|
|
|
|
|
by singhsanjay12
107 days ago
|
|
Nice. Running Unbound locally with intelligent upstream selection and caching definitely reduces blast radius from edge resolver outages. I haven't tried Unbound but I’m curious though, how do you handle recovery behavior when the failure isn’t just recursive resolver unavailability, but scenarios like stale IPs after control plane failover, or long-lived gRPC connections that never re-resolve, or bootstrap loops where the system that needs to reconfigure DNS itself depends on DNS? In my experience, local recursive resolvers solve availability pretty well, but recovery semantics still depend heavily on client behavior and connection lifecycle management. Do you rely on aggressive re-resolution policies at the application layer? Or force connection churn after TTL expiry? Would love to understand how you think about resolver-level resilience vs application-level recovery. |
|
We did not have to do this but in that scenario I would have automation reach out to Unbound and drop the cache for that particular zone or sub-domain. A script could force fetching the new records for any given zone to rebuild the cache.
Or force connection churn after TTL expiry?
The TTL can be kept low and Unbound told to hold the last known IP after resolution accepting this breaks an RFC and the apps may hold onto the wrong IP for too long and then Unbound will request it from upstream again to get the new IP. There is no one right answer. Whomever is the architect for the environment in question would have to decide with methods they believe will be more resilient and then test failure conditions when they do chaos testing. Anywhere there is a gap in resilience should be part of monitoring and automation when the bad behavior can not be eliminated through app/infra configuration.

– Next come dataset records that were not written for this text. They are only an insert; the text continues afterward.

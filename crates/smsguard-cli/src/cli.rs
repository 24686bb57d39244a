use crate::input::EXAMPLE_MESSAGES;
use clap::{Parser, Subcommand};
use smsguard_core::Label;
use std::path::PathBuf;

#[derive(Parser, Debug)]
#[command(name = "smsguard")]
#[command(author, version, about = "Classify SMS messages as spam or ham")]
#[command(propagate_version = true)]
pub struct Cli {
    #[command(subcommand)]
    pub command: Commands,

    /// Classifier configuration file (YAML)
    #[arg(short, long, global = true, env = "SMSGUARD_CONFIG")]
    pub config: Option<PathBuf>,

    /// Print JSON instead of text
    #[arg(long, global = true)]
    pub json: bool,

    /// Enable verbose logging
    #[arg(short, long, global = true)]
    pub verbose: bool,
}

#[derive(Subcommand, Debug)]
pub enum Commands {
    /// Classify a single message
    Classify {
        /// Message text
        #[arg(required_unless_present = "example")]
        message: Option<String>,

        /// Classify built-in example N instead of MESSAGE
        #[arg(
            long,
            value_name = "N",
            conflicts_with = "message",
            value_parser = clap::value_parser!(u64).range(1..=EXAMPLE_MESSAGES.len() as u64)
        )]
        example: Option<u64>,

        /// Show scores, ham keywords and structural signals
        #[arg(short, long)]
        explain: bool,
    },

    /// Classify one message per line from a file or stdin
    Batch {
        /// Input file (reads stdin when omitted)
        #[arg(short, long)]
        file: Option<PathBuf>,

        /// Use the built-in sample batch
        #[arg(long, conflicts_with = "file")]
        sample: bool,

        /// Spread classification over all cores
        #[arg(short, long)]
        parallel: bool,
    },

    /// Show the labeled sample dataset
    Dataset {
        /// Only show messages with this label (spam or ham)
        #[arg(short, long, value_parser = parse_label)]
        label: Option<Label>,
    },

    /// Show the reference model's evaluation metrics
    Metrics,

    /// Classify the sample dataset and compare against its labels
    Compare,
}

fn parse_label(s: &str) -> Result<Label, String> {
    s.parse().map_err(|e: smsguard_core::Error| e.to_string())
}
//! Property tests for the classification contract

use proptest::prelude::*;
use smsguard_classifiers::lexicon::SPAM_TERMS;
use smsguard_classifiers::prelude::*;
use smsguard_classifiers::{decide, ConfidenceBounds, ScoreInputs, Scorer, SignalSet};

fn signal_set() -> impl Strategy<Value = SignalSet> {
    (any::<bool>(), any::<bool>(), any::<bool>(), any::<bool>(), any::<bool>()).prop_map(
        |(exclamations, uppercase, digits, currency, url)| SignalSet {
            multiple_exclamations: exclamations,
            long_uppercase_run: uppercase,
            long_digit_run: digits,
            currency_symbol: currency,
            url_like: url,
        },
    )
}

fn score_inputs() -> impl Strategy<Value = ScoreInputs> {
    (0usize..20, 0usize..20, signal_set(), 0usize..40).prop_map(
        |(spam_hits, ham_hits, signals, token_count)| ScoreInputs {
            spam_hits,
            ham_hits,
            signals,
            token_count,
        },
    )
}

/// Text mixing spam terms, ham terms, signals and noise
fn sms_text() -> impl Strategy<Value = String> {
    let piece = prop_oneof![
        prop::sample::select(SPAM_TERMS.to_vec()).prop_map(str::to_string),
        prop::sample::select(vec!["meeting", "thanks", "no", "home", "love"])
            .prop_map(str::to_string),
        "[A-Za-z0-9!$£€₹ .]{0,12}",
        "\\PC{0,8}",
    ];
    prop::collection::vec(piece, 0..12).prop_map(|pieces| pieces.join(" "))
}

proptest! {
    /// Property: every input yields a bounded prediction with capped, ordered evidence
    #[test]
    fn test_classification_is_total(text in prop_oneof![sms_text(), any::<String>()]) {
        let classifier = SpamClassifier::default();
        let result = classifier.classify(&text);

        prop_assert!((0.50..=0.99).contains(&result.confidence));
        prop_assert!(result.matched_keywords.len() <= 5);

        let positions: Vec<usize> = result
            .matched_keywords
            .iter()
            .map(|kw| SPAM_TERMS.iter().position(|term| term == kw))
            .collect::<Option<Vec<_>>>()
            .expect("evidence must come from the spam lexicon");
        prop_assert!(positions.windows(2).all(|w| w[0] < w[1]));
    }

    /// Property: blank input always maps to the fallback prediction
    #[test]
    fn test_blank_input_fixed_point(text in "[ \t\r\n]{0,16}") {
        let result = SpamClassifier::default().classify(&text);
        prop_assert_eq!(result, Prediction::fallback());
    }

    /// Property: batch output equals element-wise classification
    #[test]
    fn test_batch_fidelity(messages in prop::collection::vec(sms_text(), 0..16)) {
        let classifier = SpamClassifier::default();

        let sequential = classify_batch(&classifier, &messages);
        let parallel = classify_batch_parallel(&classifier, &messages);

        prop_assert_eq!(sequential.len(), messages.len());
        prop_assert_eq!(&sequential, &parallel);
        for (message, prediction) in messages.iter().zip(&sequential) {
            prop_assert_eq!(&classifier.classify(message), prediction);
        }
    }

    /// Property: one more spam hit never lowers the spam score or flips spam to ham
    #[test]
    fn test_spam_evidence_is_monotonic(inputs in score_inputs()) {
        let scorer = Scorer::default();
        let bounds = ConfidenceBounds::default();

        let before = scorer.score(&inputs);
        let after = scorer.score(&ScoreInputs { spam_hits: inputs.spam_hits + 1, ..inputs });

        prop_assert!(after.spam >= before.spam);
        if decide(&before, &bounds).label == Label::Spam {
            prop_assert_eq!(decide(&after, &bounds).label, Label::Spam);
        }
    }

    /// Property: equal spam and ham scores always resolve to ham
    #[test]
    fn test_ties_resolve_to_ham(n in 0usize..10, token_count in 5usize..40) {
        // 3n spam hits at 2.0 balance 4n ham hits at 1.5.
        let inputs = ScoreInputs {
            spam_hits: 3 * n,
            ham_hits: 4 * n,
            signals: SignalSet::default(),
            token_count,
        };

        let scores = Scorer::default().score(&inputs);
        prop_assert_eq!(scores.spam, scores.ham);
        prop_assert_eq!(decide(&scores, &ConfidenceBounds::default()).label, Label::Ham);
    }

    /// Property: repeating a spam term already present changes nothing
    #[test]
    fn test_repeated_term_is_idempotent(index in 0..SPAM_TERMS.len()) {
        let classifier = SpamClassifier::default();
        let term = SPAM_TERMS[index];

        let once = format!("xx {term} yy zz qq");
        let twice = format!("xx {term}{term} zz qq");

        prop_assert_eq!(classifier.score(&once).spam, classifier.score(&twice).spam);
    }
}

how you think about resolver-level resilience vs application-level recovery
Well sadly the people managing or architecting the infrastructure may not have any input into how the applications manage DNS. Ideally both groups would meet and discuss options if this is a greenfield deployment. If not then the second best option would be to discuss the platform behavior with a subject matter expert in addition to an operations manager that can summarize all the DNS failures, root cause analysis and restoration methods to determine what behavior should be configured into the stack. Here again there is no one right answer. As a group they will have to decide at which layer DNS retries occur most aggressively and how much input automation will have at the app and infra layers.
The overall priority should be to ensure that past DNS issues known-knowns are designed out of the system. That leaves only unknown-unknowns. to be dealt with in a reactive state, possibly first with automation and then with an operations or SRE team.
Take a look through the Unbound configuration directives [2] to see some of the options available.
[2] - https://nlnetlabs.nl/documentation/unbound/unbound.conf/